Seberapa F2P-Friendly Honor of Kings?
Ini kabar baik: HoK dikenal sebagai salah satu MOBA yang cukup ramah pemain gratis. Beberapa hal yang perlu diketahui:
- Hero bisa dirotasi trial — setiap minggunya ada hero gratis yang bisa dicoba tanpa harus membeli
- Event gratis cukup murah hati — HoK sering mengadakan event yang memberi hero permanen atau token untuk redeem item gratis
- Skin bukan pay-to-win — seperti kebanyakan MOBA, skin hanya kosmetik dan tidak mempengaruhi performa hero
- Battle Pass worth it — kalau main rutin, battle pass HoK memberikan value yang sangat baik untuk harganya
Tips 7 Hari Pertama di HoK
Kalau baru mulai, ini roadmap yang bisa diikuti:
- Hari 1–2: Mainkan semua mode tutorial yang tersedia. Jangan skip — tutorial HoK cukup informatif dan memberikan reward juga
- Hari 2–3: Coba semua hero gratis rotasi minggu ini di mode VS AI dulu sebelum terjun ke match nyata. Temukan hero yang terasa paling comfortable
- Hari 3–4: Mulai main Classic (normal) mode. Fokus pada satu hero saja. Jangan ganti-ganti hero setiap game
- Hari 4–5: Perhatikan minimap lebih sering. Di mana musuh terakhir terlihat? Siapa yang hilang dari lane? Kebiasaan baca map ini yang membedakan pemain rata-rata dengan yang bagus
- Hari 5–7: Mulai pelajari jungle timer dan objective. Kapan harus ikut fight rebut objective vs tetap di lane
- Hari 7+: Kalau sudah terasa nyaman, baru coba ranked. Meskipun di rank bawah, tekanan bermain jauh lebih tinggi dari Classic
HoK adalah investasi waktu yang menarik di awal 2026. Kalau kamu butuh istirahat dari grind MOBA, game kasual di aplikasi seperti 789BNI bisa jadi pilihan untuk santai sejenak.
FAQ
Apakah Honor of Kings tersedia di Indonesia?

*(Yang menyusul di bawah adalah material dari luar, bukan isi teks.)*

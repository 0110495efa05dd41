//! Catalog: a record store over slotted pages.
//!
//! Payloads up to `NORMAL_DATA_LIMIT` bytes live as cells in slotted data
//! pages found through a free-space map; larger payloads are split across a
//! chain of pages. Keys and values use separate FSM chains so that they never
//! share data pages.
//!
//! Latch order is FSM index page, then data page, then allocator bitmap
//! pages. `free` releases the data page before it takes the FSM page.

mod fsm;
mod root;
mod vptr;

pub use fsm::{estimate, units_needed, FsmEntry, FsmPage, FSM_ENTRIES_PER_PAGE, FSM_UNIT};
pub use root::CatalogRoot;
pub use vptr::{VPtr, VPTR_SIZE};

use crate::alloc::PageAllocator;
use crate::buffer::{BufferPool, FrameGuard};
use crate::error::{Result, StorageError};
use crate::latch::LatchMode;
use crate::page::{ChainPage, SlotHeap, CHAIN_CAPACITY};
use crate::types::{PageId, CATALOG_PAGE};
use std::sync::Arc;
use tracing::{debug, info, trace, warn};

/// Largest payload stored inside a slotted page
pub const NORMAL_DATA_LIMIT: usize = 2048;

/// Per-chain space accounting
#[derive(Debug, Clone, Copy, Default, PartialEq, Eq, serde::Serialize)]
pub struct ChainStats {
    pub fsm_pages: u32,
    pub data_pages: u32,
    /// Sum of the FSM estimates, in bytes
    pub estimated_free_bytes: u64,
}

#[derive(Debug, Clone, Copy, Default, PartialEq, Eq, serde::Serialize)]
pub struct CatalogStats {
    pub values: ChainStats,
    pub keys: ChainStats,
}

/// Record store
pub struct Catalog {
    pool: Arc<dyn BufferPool>,
    alloc: Arc<PageAllocator>,
    value_fsm: PageId,
    key_fsm: PageId,
}

impl Catalog {
    /// Write a fresh root with empty key and value FSM chains
    pub fn create(pool: Arc<dyn BufferPool>, alloc: Arc<PageAllocator>) -> Result<Self> {
        let value_fsm = alloc.alloc(None)?;
        let key_fsm = alloc.alloc(Some(value_fsm))?;
        for head in [value_fsm, key_fsm] {
            let mut frame = pool.fetch(head, LatchMode::Exclusive)?;
            FsmPage::init(frame.data_mut()?);
        }

        let root = CatalogRoot {
            value_fsm,
            key_fsm,
            schema_root: PageId::INVALID,
        };
        {
            let mut frame = pool.fetch(CATALOG_PAGE, LatchMode::Exclusive)?;
            root.write(frame.data_mut()?);
        }

        info!(%value_fsm, %key_fsm, "catalog created");
        Ok(Self {
            pool,
            alloc,
            value_fsm,
            key_fsm,
        })
    }

    /// Load the root written by [`Catalog::create`]
    pub fn open(pool: Arc<dyn BufferPool>, alloc: Arc<PageAllocator>) -> Result<Self> {
        let root = {
            let frame = pool.fetch(CATALOG_PAGE, LatchMode::Shared)?;
            CatalogRoot::read(frame.data())?
        };
        debug!(value_fsm = %root.value_fsm, key_fsm = %root.key_fsm, "catalog opened");
        Ok(Self {
            pool,
            alloc,
            value_fsm: root.value_fsm,
            key_fsm: root.key_fsm,
        })
    }

    /// Store `data`, returning where it went
    pub fn write(&self, data: &[u8], is_key: bool) -> Result<VPtr> {
        if data.len() > NORMAL_DATA_LIMIT {
            return self.write_chain(data);
        }
        let head = if is_key { self.key_fsm } else { self.value_fsm };
        self.write_normal(head, data)
    }

    /// Copy out the payload `vptr` refers to
    pub fn read(&self, vptr: &VPtr) -> Result<Vec<u8>> {
        if !vptr.is_valid() {
            return Err(StorageError::invalid_operation("read through an invalid VPtr"));
        }
        match *vptr {
            VPtr::Normal { page, slot, len } => {
                let frame = self.pool.fetch(page, LatchMode::Shared)?;
                let heap = SlotHeap::open(frame.data())?;
                let cell = heap.get(slot)?;
                if cell.len() != len as usize {
                    return Err(StorageError::invalid_operation(format!(
                        "{vptr} does not match the stored cell of {} bytes",
                        cell.len()
                    )));
                }
                Ok(cell.to_vec())
            }
            VPtr::Huge { head, len } => self.read_chain(head, len as usize),
        }
    }

    /// Release the payload `vptr` refers to
    pub fn free(&self, vptr: &VPtr) -> Result<()> {
        if !vptr.is_valid() {
            return Err(StorageError::invalid_operation("free through an invalid VPtr"));
        }
        match *vptr {
            VPtr::Normal { page, slot, len } => self.free_normal(page, slot, len),
            VPtr::Huge { head, len } => self.free_chain(head, len as usize),
        }
    }

    /// Root of the schema tree, `INVALID` until one is set
    pub fn schema_root(&self) -> Result<PageId> {
        let frame = self.pool.fetch(CATALOG_PAGE, LatchMode::Shared)?;
        Ok(CatalogRoot::read(frame.data())?.schema_root)
    }

    pub fn set_schema_root(&self, page: PageId) -> Result<()> {
        let mut frame = self.pool.fetch(CATALOG_PAGE, LatchMode::Exclusive)?;
        let mut root = CatalogRoot::read(frame.data())?;
        root.schema_root = page;
        root.write(frame.data_mut()?);
        Ok(())
    }

    pub fn stats(&self) -> Result<CatalogStats> {
        Ok(CatalogStats {
            values: self.chain_stats(self.value_fsm)?,
            keys: self.chain_stats(self.key_fsm)?,
        })
    }

    /// Walk the FSM chain at `head` for a page with room, adding data pages
    /// and index pages as needed.
    fn write_normal(&self, head: PageId, data: &[u8]) -> Result<VPtr> {
        let units = units_needed(data.len());
        let mut fsm_frame = self.pool.fetch(head, LatchMode::Exclusive)?;

        loop {
            let mut from = 0;
            loop {
                let candidate = FsmPage::open(fsm_frame.data())?.find(from, units);
                let Some((index, entry)) = candidate else {
                    break;
                };
                let (slot, left) = self.insert_into(entry.page, data)?;
                FsmPage::open(fsm_frame.data_mut()?)?.set_estimate(index, left);
                if let Some(slot) = slot {
                    return Ok(normal_vptr(entry.page, slot, data));
                }
                // The estimate was stale; it has been corrected, keep looking
                trace!(page = %entry.page, "FSM candidate too tight");
                from = index + 1;
            }

            if !FsmPage::open(fsm_frame.data())?.is_full() {
                return self.write_new_page(&mut fsm_frame, data);
            }

            let next = FsmPage::open(fsm_frame.data())?.next();
            let next = if next.is_valid() {
                next
            } else {
                self.extend_chain(&mut fsm_frame)?
            };
            // Hand over hand: the next index page is latched before this one
            // is released
            fsm_frame = self.pool.fetch(next, LatchMode::Exclusive)?;
        }
    }

    /// Try to store `data` in an existing data page; returns the slot (if it
    /// fit) and the page's new estimate
    fn insert_into(&self, page: PageId, data: &[u8]) -> Result<(Option<u16>, u8)> {
        let mut frame = self.pool.fetch(page, LatchMode::Exclusive)?;
        let mut heap = SlotHeap::open(frame.data_mut()?)?;
        let slot = heap.insert(data);
        Ok((slot, estimate(heap.reclaimable())))
    }

    /// Start a new data page recorded in the latched FSM page
    fn write_new_page(&self, fsm_frame: &mut FrameGuard<'_>, data: &[u8]) -> Result<VPtr> {
        let fsm_page = fsm_frame.page_id();
        let index = FsmPage::open(fsm_frame.data())?.len() as u16;
        let page = self.alloc.alloc(Some(fsm_page))?;

        let (slot, left) = {
            let mut frame = self.pool.fetch(page, LatchMode::Exclusive)?;
            let mut heap = SlotHeap::init(frame.data_mut()?, fsm_page, index);
            let slot = heap.insert(data).ok_or_else(|| {
                StorageError::invalid_operation("record does not fit an empty data page")
            })?;
            (slot, estimate(heap.reclaimable()))
        };

        FsmPage::open(fsm_frame.data_mut()?)?
            .push(left, page)
            .ok_or_else(|| StorageError::corruption("free-space-map page filled up under latch"))?;
        debug!(%page, %fsm_page, entry = index, "new data page");
        Ok(normal_vptr(page, slot, data))
    }

    /// Append an empty index page after the latched, full tail page
    fn extend_chain(&self, fsm_frame: &mut FrameGuard<'_>) -> Result<PageId> {
        let next = self.alloc.alloc(Some(fsm_frame.page_id()))?;
        {
            let mut frame = self.pool.fetch(next, LatchMode::Exclusive)?;
            FsmPage::init(frame.data_mut()?);
        }
        FsmPage::open(fsm_frame.data_mut()?)?.set_next(next);
        debug!(page = %next, prev = %fsm_frame.page_id(), "FSM chain extended");
        Ok(next)
    }

    fn free_normal(&self, page: PageId, slot: u16, len: u16) -> Result<()> {
        let (fsm_page, fsm_entry) = {
            let mut frame = self.pool.fetch(page, LatchMode::Exclusive)?;
            let mut heap = SlotHeap::open(frame.data_mut()?)?;
            let stored = heap.get(slot)?.len();
            if stored != len as usize {
                return Err(StorageError::invalid_operation(format!(
                    "free of {page}:{slot} with length {len}, cell holds {stored}"
                )));
            }
            heap.free(slot)?;
            heap.fsm_owner()
        };

        let mut fsm_frame = self.pool.fetch(fsm_page, LatchMode::Exclusive)?;
        let mut fsm = FsmPage::open(fsm_frame.data_mut()?)?;
        let entry = fsm_entry as usize;
        if entry >= fsm.len() || fsm.entry(entry).page != page {
            warn!(%page, %fsm_page, entry, "data page back-pointer does not match its FSM entry");
            return Err(StorageError::corruption(format!(
                "page {page} is not described by entry {entry} of FSM page {fsm_page}"
            )));
        }

        let left = {
            let frame = self.pool.fetch(page, LatchMode::Shared)?;
            estimate(SlotHeap::open(frame.data())?.reclaimable())
        };
        fsm.set_estimate(entry, left);
        Ok(())
    }

    /// Allocate every chain page up front so a failure leaves nothing behind
    fn write_chain(&self, data: &[u8]) -> Result<VPtr> {
        let len = u32::try_from(data.len()).map_err(|_| StorageError::PayloadTooLarge {
            size: data.len(),
            max: u32::MAX as usize,
        })?;

        let count = data.len().div_ceil(CHAIN_CAPACITY);
        let mut pages: Vec<PageId> = Vec::with_capacity(count);
        let result = self.fill_chain(data, count, &mut pages);
        if let Err(e) = result {
            warn!(error = %e, pages = pages.len(), "chain write failed, releasing pages");
            for &page in &pages {
                if let Err(free_err) = self.alloc.free(page) {
                    warn!(%page, error = %free_err, "failed to release chain page");
                }
            }
            return Err(e);
        }

        debug!(head = %pages[0], pages = count, len, "chain written");
        Ok(VPtr::Huge {
            head: pages[0],
            len,
        })
    }

    fn fill_chain(&self, data: &[u8], count: usize, pages: &mut Vec<PageId>) -> Result<()> {
        for _ in 0..count {
            let page = self.alloc.alloc(pages.last().copied())?;
            pages.push(page);
        }
        for (i, chunk) in data.chunks(CHAIN_CAPACITY).enumerate() {
            let next = pages.get(i + 1).copied().unwrap_or(PageId::INVALID);
            let mut frame = self.pool.fetch(pages[i], LatchMode::Exclusive)?;
            ChainPage::write(frame.data_mut()?, next, chunk);
        }
        Ok(())
    }

    fn read_chain(&self, head: PageId, len: usize) -> Result<Vec<u8>> {
        let mut out = Vec::with_capacity(len);
        let mut page = head;
        while out.len() < len {
            if !page.is_valid() {
                return Err(StorageError::corruption(format!(
                    "chain at {head} ends after {} of {len} bytes",
                    out.len()
                )));
            }
            let frame = self.pool.fetch(page, LatchMode::Shared)?;
            let (next, chunk) = ChainPage::read(frame.data())?;
            let want = (len - out.len()).min(CHAIN_CAPACITY);
            if chunk.len() != want {
                return Err(StorageError::invalid_operation(format!(
                    "chain page {page} holds {} bytes, a {len} byte payload needs {want}",
                    chunk.len()
                )));
            }
            out.extend_from_slice(chunk);
            page = next;
        }
        Ok(out)
    }

    /// Check the whole chain against `len` before releasing any of it
    fn free_chain(&self, head: PageId, len: usize) -> Result<()> {
        let pages = self.chain_pages(head, len)?;
        for &page in &pages {
            self.alloc.free(page)?;
        }
        trace!(%head, pages = pages.len(), "chain freed");
        Ok(())
    }

    fn chain_pages(&self, head: PageId, len: usize) -> Result<Vec<PageId>> {
        let count = len.div_ceil(CHAIN_CAPACITY);
        let mut pages = Vec::with_capacity(count);
        let mut page = head;
        for i in 0..count {
            if !page.is_valid() {
                return Err(StorageError::corruption(format!(
                    "chain at {head} is shorter than its length"
                )));
            }
            if !self.alloc.is_allocated(page)? {
                return Err(StorageError::invalid_operation(format!(
                    "chain page {page} is not allocated"
                )));
            }
            let frame = self.pool.fetch(page, LatchMode::Shared)?;
            let (next, chunk) = ChainPage::read(frame.data())?;
            let want = (len - i * CHAIN_CAPACITY).min(CHAIN_CAPACITY);
            if chunk.len() != want || (i + 1 == count && next.is_valid()) {
                return Err(StorageError::invalid_operation(format!(
                    "chain at {head} does not hold a {len} byte payload"
                )));
            }
            pages.push(page);
            page = next;
        }
        Ok(pages)
    }

    fn chain_stats(&self, head: PageId) -> Result<ChainStats> {
        let mut stats = ChainStats::default();
        let mut page = head;
        while page.is_valid() {
            let frame = self.pool.fetch(page, LatchMode::Shared)?;
            let fsm = FsmPage::open(frame.data())?;
            stats.fsm_pages += 1;
            stats.data_pages += fsm.len() as u32;
            stats.estimated_free_bytes += fsm
                .entries()
                .map(|e| e.estimate as u64 * FSM_UNIT as u64)
                .sum::<u64>();
            page = fsm.next();
        }
        Ok(stats)
    }
}

fn normal_vptr(page: PageId, slot: u16, data: &[u8]) -> VPtr {
    VPtr::Normal {
        page,
        slot,
        len: data.len() as u16,
    }
}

Ya, HoK bisa didownload langsung dari Google Play Store dan App Store di Indonesia. Server Asia tersedia dan ping untuk pemain Indonesia umumnya cukup acceptable, meski sedikit lebih tinggi dari ML atau Wild Rift yang punya server Indonesia sendiri.
Apakah pemain Mobile Legends bisa langsung jago di HoK?
Ada transfer skill, terutama pemahaman dasar MOBA seperti last hit, rotasi, dan objective. Tapi mekanik spesifik HoK perlu dipelajari dari awal. Pemain ML bisa adaptasi lebih cepat dari pemain baru MOBA, tapi tetap butuh beberapa minggu untuk benar-benar nyaman.
Berapa lama satu match di Honor of Kings?
Rata-rata match HoK berlangsung 15–20 menit, lebih singkat dari Mobile Legends yang bisa mencapai 25–30 menit. Map yang lebih kecil dan pace permainan yang lebih cepat membuat match terasa lebih dinamis.